Ok. Thank you for the verification.

> With the additional degree of freedom provided by C0, the frequency
> of the first pole would have to be given as an input, along with the
> two pairs of (wi,zi).  In this example, the first pole frequency is
> at 125.790kHz.

The value for C0 can be obtained as:

C0=(a*b*c*d*wp^2*(b+d)-(a*b^2+c*d^2))/
   ((a*b*wp^2-1)*(c*d*wp^2-1)*(a*b-c*d)))

wp is the first pole frequency (or any other that you want to match)
in rads/s. a,b,c,d are as in the other formulas.

> In practice, when testing the tssp model, I never bother to attempt
> a match on the Zin poles (aka the even-wave resonances), because their
> frequency is so sensitive to the stray shunt capacitance brought to
> the base by the instrumentation and drive connections.

Ok. C0 has no effect in a regular Tesla coil. But would be 
important in a magnifier.

> The tssp model doesn't find any zeros in Zft, only the broad minima,

Ok. So, no coupling. This is curious, and appears inconsistent
with the physical construction of the coil. Some time ago, models for
secondary coils were discussed here, where it was concluded that
coupling between adjacent coils was needed. But these couplings
invariably create transmission zeros in Vtop/Ibase. 
Ok that they can be at high frequency, beyond the frequency band
where the model works. I will take a new look at this.
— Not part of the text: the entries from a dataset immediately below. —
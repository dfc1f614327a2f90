use std::path::PathBuf;

use serde_json::json;
use tempfile::TempDir;

use super::*;

fn write(dir: &TempDir, name: &str, content: &str) -> PathBuf {
	let path = dir.path().join(name);
	std::fs::write(&path, content).unwrap();
	path
}

fn paths(global: Option<PathBuf>, project: Option<PathBuf>, explicit: bool) -> ConfigPaths {
	ConfigPaths {
		global,
		project,
		explicit,
	}
}

#[test]
fn no_files_gives_defaults() {
	let tmp = TempDir::new().unwrap();
	let loaded = load(
		&paths(Some(tmp.path().join("absent.json")), Some(tmp.path().join("gasprobe.json")), false),
		&Overrides::default(),
	)
	.unwrap();

	assert_eq!(loaded.settings, Settings::default());
	assert!(loaded.sources.is_empty());
}

#[test]
fn project_overrides_global_and_flags_override_both() {
	let tmp = TempDir::new().unwrap();
	let global = write(
		&tmp,
		"global.json",
		r#"{"browser":{"headless":false,"width":1280},"logsDir":"/var/log/gasprobe","tests":{"pauseSecs":3}}"#,
	);
	let project = write(&tmp, "gasprobe.json", r#"{"browser":{"width":1600},"tests":{"pauseSecs":0}}"#);

	let overrides = Overrides {
		logs_dir: Some(PathBuf::from("run-logs")),
		headless: true,
		..Default::default()
	};
	let loaded = load(&paths(Some(global.clone()), Some(project.clone()), false), &overrides).unwrap();
	let settings = loaded.settings;

	assert_eq!(settings.browser.width, 1600);
	assert_eq!(settings.browser.height, 1080);
	assert!(settings.browser.headless);
	assert_eq!(settings.tests.pause_secs, 0);
	assert_eq!(settings.logs_dir(), PathBuf::from("run-logs"));
	assert_eq!(loaded.sources, vec![global, project]);
}

#[test]
fn missing_explicit_config_is_an_error() {
	let tmp = TempDir::new().unwrap();
	let missing = tmp.path().join("custom.json");
	let err = load(&paths(None, Some(missing.clone()), true), &Overrides::default()).unwrap_err();

	match err {
		CliError::Config { path, .. } => assert_eq!(path, missing),
		other => panic!("expected config error, got {other:?}"),
	}
}

#[test]
fn malformed_json_names_the_file() {
	let tmp = TempDir::new().unwrap();
	let project = write(&tmp, "gasprobe.json", "{ not json");
	let err = load(&paths(None, Some(project), false), &Overrides::default()).unwrap_err();
	assert!(err.to_string().contains("gasprobe.json"), "{err}");
}

#[test]
fn wrong_field_type_is_a_config_error() {
	let tmp = TempDir::new().unwrap();
	let project = write(&tmp, "gasprobe.json", r#"{"browser":{"width":"wide"}}"#);
	let err = load(&paths(None, Some(project), false), &Overrides::default()).unwrap_err();
	assert!(matches!(err, CliError::Config { .. }));
}

#[test]
fn merge_replaces_arrays_and_scalars() {
	let mut base = json!({ "tests": { "failed": ["a", "b"], "pauseSecs": 10 }, "keep": true });
	merge(&mut base, json!({ "tests": { "failed": ["c"] } }));
	assert_eq!(base, json!({ "tests": { "failed": ["c"], "pauseSecs": 10 }, "keep": true }));
}

#[test]
fn discover_uses_explicit_path() {
	let paths = ConfigPaths::discover(Some(PathBuf::from("ci.json")));
	assert!(paths.explicit);
	assert_eq!(paths.project, Some(PathBuf::from("ci.json")));

	let paths = ConfigPaths::discover(None);
	assert!(!paths.explicit);
	assert_eq!(paths.project, Some(PathBuf::from(PROJECT_FILE)));
}
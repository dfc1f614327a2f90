//! gasprobe: test-run automation for bound spreadsheet script projects.
//!
//! Drives the script editor and spreadsheet UI through Chromium over CDP, or
//! calls functions through the script-execution API, and turns what comes back
//! into [`TestResult`](gasprobe_protocol::TestResult) records.
//!
//! # Main Types
//!
//! - [`Session`] - browser session with polling waits and JS evaluation
//! - [`EditorRunner`] / [`ApiRunner`] - the two [`FunctionRunner`] implementations
//! - [`LogStore`] - log files and JSON reports on disk
//! - [`Settings`] - every tunable with working defaults
//!
//! ```ignore
//! use gasprobe::{EditorRunner, LaunchOptions, LogStore, Session, Settings, SuiteOptions, run_suite};
//!
//! let settings = Settings::default();
//! let session = Session::launch(&LaunchOptions::from(&settings.browser)).await?;
//! let mut runner = EditorRunner::new(&session, &settings, LogStore::new(settings.logs_dir()));
//! runner.open_editor().await?;
//! let results = run_suite(&mut runner, &settings.tests.functions, &SuiteOptions::default()).await;
//! session.close().await?;
//! ```

pub mod api;
pub mod browser;
pub mod classify;
pub mod courses;
pub mod editor;
pub mod error;
pub mod logstore;
pub mod oauth;
pub mod report;
pub mod retry;
pub mod settings;
pub mod sheets;
pub mod suite;

pub use api::{ApiRunner, ScriptClient};
pub use browser::{LaunchOptions, Locator, Session};
pub use classify::{Classification, FunctionMention, Mention, classify};
pub use editor::{EditorRunner, LogCheck, PrepareOutcome};
pub use error::{Error, Result};
pub use logstore::{LogStore, ReportKind};
pub use oauth::Authorizer;
pub use retry::RetryPolicy;
pub use settings::Settings;
pub use suite::{FunctionRunner, SuiteOptions, run_suite, run_with_retry};
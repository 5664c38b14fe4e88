//! pyx - command-line entry point

fn main() {
    if let Err(e) = pyxis::cli::run() {
        if !e.is::<pyxis::cli::Reported>() {
            eprintln!("error: {e:#}");
        }
        std::process::exit(1);
    }
}
//! runtime::stdlib
//!
//! Emulated Node built-in modules.
//!
//! Each module is a plain script object built on first `require`; the
//! loader caches it like any other module, so every `require('fs')` in a
//! runtime returns the same object.

pub mod fs;
pub mod os;
pub mod path;
pub mod util;

use std::rc::Rc;

use crate::js::{Interpreter, JsError, JsResult, Value};

use super::error::RuntimeError;
use super::loader::Host;

/// Build the built-in module `name`.
///
/// # Errors
///
/// [`RuntimeError::BuiltinNotImplemented`] for allow-listed names without
/// an implementation.
pub(crate) fn create(host: &Rc<Host>, interp: &Interpreter, name: &str) -> Result<Value, RuntimeError> {
    let module = match name {
        "fs" => fs::module(host, interp),
        "path" => path::module(interp),
        "os" => os::module(interp),
        "util" => util::module(interp),
        _ => {
            return Err(RuntimeError::BuiltinNotImplemented {
                name: name.to_string(),
            })
        }
    };
    Ok(Value::from(module))
}

/// Argument `i` as a string, or Node's `ERR_INVALID_ARG_TYPE`.
pub(crate) fn string_arg(interp: &Interpreter, args: &[Value], i: usize, name: &str) -> JsResult<String> {
    match args.get(i) {
        Some(Value::String(s)) => Ok(s.to_string()),
        other => Err(invalid_arg(interp, name, other)),
    }
}

fn invalid_arg(interp: &Interpreter, name: &str, received: Option<&Value>) -> JsError {
    let received = match received {
        None | Some(Value::Undefined) => "undefined".to_string(),
        Some(Value::Null) => "null".to_string(),
        Some(value) => format!("type {}", value.type_of()),
    };
    interp.error_with_code(
        format!("The \"{name}\" argument must be of type string. Received {received}"),
        "ERR_INVALID_ARG_TYPE",
    )
}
> Your LC network, augmented with a C0 cap, seems to give such a good
> account of |Vtop|/|Ibase| that I'd expect to get excellent results,
> even at high k.  I expect that if the network was reduced to a PI
> network C0, L1, C2,  with the values chosed to match w1,z1, and the
> first pole, you would have a very good agreement with the distributed
> model at the two beat frequencies.  I dare say the agreement would
> remain quite good if you dropped the C0 and just ran with L1=Les and
> C2=Ces as a first approximation.  I'll try to run off some plots
> of this situation if I can get to my desk this evening.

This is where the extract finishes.